Finding a Place for Lady Liberty: Thoughts on Sukorov, Napoleon, and Morrison

Next week, I’m introducing Alexander Sukorov’s Francofonia, a history about the Louvre under Nazi occupation and a philosophical inquiry into art and historical consciousness, at BYU’s International Cinema. In this genre-defying film, the figure of Marianne, the French iteration of Lady Liberty who emerged during the Revolution, is occasionally shown flitting about the empty and darkened galleries of the Louvre, declaring the republican maxim “liberté, égalité, fraternité” in her best stage whisper. This character is juxtaposed with that of Napoleon Bonaparte, who strides arrogantly around the museum, bolding appropriating King Louis XIV’s famous dictum, “l’état, c’est moi.”

Given that my primary area of research is Revolutionary France, I’m well acquainted with these figures and the roles they played at this historical juncture. The allegorical Marianne became one of its most potent representations, and the First Consul and Emperor Napoleon became one of the most powerful tyrants the modern age has produced. Marianne’s mantra embodied republican ideals, and Louis XIV/Napoleon’s articulated those of the absolute ruler. It was during the revolutionary era that the Louvre became the largest repository of art in the Western world—an institution made great by dint of Napoleon’s plundering of art during his military campaigns throughout Europe, Africa, the Middle East and the New World, and one that bore his name during his reign. After Napoleon’s rise to power, his portraits replaced images of Marianne, who was essentially taken out of circulation until Eugène Delacroix painted his now iconic Liberty Leading the People to commemorate the Revolution of 1830.

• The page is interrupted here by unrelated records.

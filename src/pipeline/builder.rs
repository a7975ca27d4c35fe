use crate::config::AlignConfig;
use crate::pipeline::defaults::LevenshteinScorer;
use crate::pipeline::runtime::ChunkAligner;
use crate::pipeline::traits::SimilarityScorer;

pub struct ChunkAlignerBuilder {
    config: AlignConfig,
    scorer: Option<Box<dyn SimilarityScorer>>,
}

impl ChunkAlignerBuilder {
    pub fn new(config: AlignConfig) -> Self {
        Self {
            config,
            scorer: None,
        }
    }

    pub fn with_scorer(mut self, scorer: Box<dyn SimilarityScorer>) -> Self {
        self.scorer = Some(scorer);
        self
    }

    pub fn build(self) -> ChunkAligner {
        ChunkAligner::from_parts(
            self.config,
            self.scorer.unwrap_or_else(|| Box::new(LevenshteinScorer)),
        )
    }
}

One of the ironies of the age—and the grand argument of my scholarship—is that women flourished in the cultural sphere as artists, writers, musicians, and other creative types under the rule of this notorious misogynist. Case in point: when Napoleon exiled the brilliant philosopher and his outspoken critic, Germaine de Staël, forbidding her to come within forty miles of her beloved Paris, she formed a salon in Coppet, Switzerland that became a locus for the development of European Romanticism. And when Napoleon passed his Civil Code, which not only revoked legal gains women had made under the Revolution but also added new restrictions, Staël responded with her bestselling and critically-acclaimed novel Corinne, or Italy, a thinly veiled critique of his oppressive regime that made the radical proposition that a woman could be a genius. So despite Napoleon’s attempts to thwart Staël’s intellectual and political activities, she carried on . . . and how. Opposition can be a productive thing.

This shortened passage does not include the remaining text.